Minox went to examine what she was looking at. In all honesty, the dead creature floating in the jar could be either one, or neither, or both at the same time.
“Some wicked business has been done here, that is certain,” he said.
“Magical experiments?” she offered. “They were the ones who had commissioned the rope and the cloak in the first place, and it was for some ceremony to create a creature of pure magic.”
That was interesting. “How so?”
“I don’t know, exactly, but—that was the bit with Lord Sirath wearing the dead rabbit on his head.
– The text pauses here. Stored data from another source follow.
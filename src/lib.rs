/*
 * SPDX-License-Identifier: MIT
 *
 * Permission is hereby granted, free of charge, to any person obtaining a
 * copy of this software and associated documentation files (the "Software"),
 * to deal in the Software without restriction, including without limitation
 * the rights to use, copy, modify, merge, publish, distribute, sublicense,
 * and/or sell copies of the Software, and to permit persons to whom the
 * Software is furnished to do so, subject to the following conditions:
 *
 * The above copyright notice and this permission notice shall be included in
 * all copies or substantial portions of the Software.
 *
 * THE SOFTWARE IS PROVIDED "AS IS", WITHOUT WARRANTY OF ANY KIND, EXPRESS OR
 * IMPLIED, INCLUDING BUT NOT LIMITED TO THE WARRANTIES OF MERCHANTABILITY,
 * FITNESS FOR A PARTICULAR PURPOSE AND NONINFRINGEMENT. IN NO EVENT SHALL
 * THE AUTHORS OR COPYRIGHT HOLDERS BE LIABLE FOR ANY CLAIM, DAMAGES OR OTHER
 * LIABILITY, WHETHER IN AN ACTION OF CONTRACT, TORT OR OTHERWISE, ARISING
 * FROM, OUT OF OR IN CONNECTION WITH THE SOFTWARE OR THE USE OR OTHER
 * DEALINGS IN THE SOFTWARE.
 */
//! Desired and observed state of Fujitsu iRMC servers managed over Redfish.
//!
//! Each resource (volume, boot order, BIOS attributes, ...) has a desired
//! configuration record, read from an operator's configuration, and an
//! observed record, deserialized from what the BMC reports. A [`Reconciler`]
//! compares the two and returns a [`DriftReport`].
//!
//! Capacities are compared with a tolerance, see [`ApproximateQuantity`].

pub mod drift;
pub mod jsonmap;
pub mod model;
pub mod quantity;
pub mod semantic;
pub mod tolerance;

mod error;

pub use drift::{
    DriftReport, FieldDrift, Reconcile, Reconciler, ReconcilerBuilder, ReconcilerConfig,
};
pub use error::IrmcError;
pub use model::DynamicParameter;
pub use quantity::ApproximateQuantity;
pub use semantic::{DriftDiagnostic, Equivalence, SemanticValue};
pub use tolerance::{Tolerance, DEFAULT_CAPACITY_TOLERANCE_BYTES};

/// Resource kinds that can be reconciled. Names match the keys used in
/// combined configuration documents.
#[derive(Debug, Clone, Copy, PartialEq, Eq)]
pub enum ResourceKind {
    Volume,
    BootOrder,
    BootSourceOverride,
    Power,
    Bios,
    VirtualMedia,
    UserAccount,
}

impl ResourceKind {
    pub const ALL: [ResourceKind; 7] = [
        ResourceKind::Volume,
        ResourceKind::BootOrder,
        ResourceKind::BootSourceOverride,
        ResourceKind::Power,
        ResourceKind::Bios,
        ResourceKind::VirtualMedia,
        ResourceKind::UserAccount,
    ];

    pub fn name(self) -> &'static str {
        match self {
            ResourceKind::Volume => "volume",
            ResourceKind::BootOrder => "boot_order",
            ResourceKind::BootSourceOverride => "boot_source_override",
            ResourceKind::Power => "power",
            ResourceKind::Bios => "bios",
            ResourceKind::VirtualMedia => "virtual_media",
            ResourceKind::UserAccount => "user_account",
        }
    }
}

impl std::str::FromStr for ResourceKind {
    type Err = model::InvalidValueError;
    fn from_str(s: &str) -> Result<Self, Self::Err> {
        ResourceKind::ALL
            .into_iter()
            .find(|k| k.name() == s)
            .ok_or_else(|| model::InvalidValueError(format!("Invalid resource kind: {s}")))
    }
}

fn parse<T: serde::de::DeserializeOwned>(
    what: &str,
    value: serde_json::Value,
) -> Result<T, IrmcError> {
    serde_json::from_value(value.clone()).map_err(|source| IrmcError::JsonDeserializeError {
        what: what.to_string(),
        body: value.to_string(),
        source,
    })
}

fn reconcile_as<D>(
    kind: ResourceKind,
    desired: serde_json::Value,
    observed: serde_json::Value,
    reconciler: &Reconciler,
) -> Result<DriftReport, IrmcError>
where
    D: Reconcile + serde::de::DeserializeOwned,
    D::Observed: serde::de::DeserializeOwned,
{
    let desired: D = parse(&format!("desired {}", kind.name()), desired)?;
    let observed: D::Observed = parse(&format!("observed {}", kind.name()), observed)?;
    desired.reconcile(&observed, reconciler)
}

/// Reconciles untyped JSON documents of the given kind. For callers, like
/// the command line client, that learn the kind at runtime.
pub fn reconcile_json(
    kind: ResourceKind,
    desired: serde_json::Value,
    observed: serde_json::Value,
    reconciler: &Reconciler,
) -> Result<DriftReport, IrmcError> {
    use model::*;
    match kind {
        ResourceKind::Volume => reconcile_as::<VolumeConfig>(kind, desired, observed, reconciler),
        ResourceKind::BootOrder => {
            reconcile_as::<BootOrderConfig>(kind, desired, observed, reconciler)
        }
        ResourceKind::BootSourceOverride => {
            reconcile_as::<BootSourceOverrideConfig>(kind, desired, observed, reconciler)
        }
        ResourceKind::Power => reconcile_as::<PowerConfig>(kind, desired, observed, reconciler),
        ResourceKind::Bios => reconcile_as::<BiosConfig>(kind, desired, observed, reconciler),
        ResourceKind::VirtualMedia => {
            reconcile_as::<VirtualMediaConfig>(kind, desired, observed, reconciler)
        }
        ResourceKind::UserAccount => {
            reconcile_as::<UserAccountConfig>(kind, desired, observed, reconciler)
        }
    }
}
Veranix stopped it and . . . well, they’re all gone now.”
“All except for Ithaniel Senek,” Minox said. On one of the tables he found a stack of journals, all of them with “I. Senek” emblazoned in gold lettering on the spine. Opening the top book, he found pages filled with notes and sketches and symbols.
“Who is he?” Miss Nell asked.
“He is why we came,” Minox said. He thumbed through the notebook, and on immediate inspection, most of what was written was beyond his understanding. “My partner rescued a group of kidnapped children who were to be delivered to him. You said you’ve read some Magic Theory, yes?”
“I’ve gleaned a little,” she said, looking over his shoulder. She stopped him from turning a page, mouthing out the complicated words on the page. “But this is nothing I’m familiar with.”